Grammar for Graduate Writers
Description
Grammar for Graduate Writers: a review of grammar structures specifically needed for graduate and professional writing, focusing in particular on differences between everyday and academic language (e.g. nominalization, embedding, complex noun phrases, hedging) and difficulties typically encountered by L2 writers (verb form, tense, and agreement; articles). Students work on exercises as well as their own writing to develop their use of the academic register and improve their accuracy.
Materials
Required textbook: Nigel Caplan, Grammar Choices for Graduate and Professional Writers (Michigan, 2012).

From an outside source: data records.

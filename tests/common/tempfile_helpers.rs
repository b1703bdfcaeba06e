//! Helper functions for tempfile usage in tests

use anyhow::Context;
use graph_runtime_debug::graph::GraphJson;
use std::io::Write;

/// Create a named temp file with a helpful error message.
pub fn create_temp_file() -> anyhow::Result<tempfile::NamedTempFile> {
    tempfile::NamedTempFile::new().context("Failed to create temporary file for test")
}

/// Serialize `graph` into a fresh `.json` temp file.
///
/// The file is removed when the returned handle is dropped.
pub fn write_graph_file(graph: &GraphJson) -> anyhow::Result<tempfile::NamedTempFile> {
    let mut file = tempfile::NamedTempFile::with_suffix(".json")
        .context("Failed to create temporary graph file")?;
    file.write_all(graph.to_json()?.as_bytes())
        .context("Failed to write graph JSON")?;
    file.flush()?;
    Ok(file)
}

Available from the UD Bookstore or Amazon.
Answer key available online (“Commentary”) https://www.press.umich.edu/elt/tm/grammarchoices
Other requirements:
Students should bring to each meeting 2-3 samples of good writing in their field of study. These may be journal articles, textbook chapters, books, or journalism.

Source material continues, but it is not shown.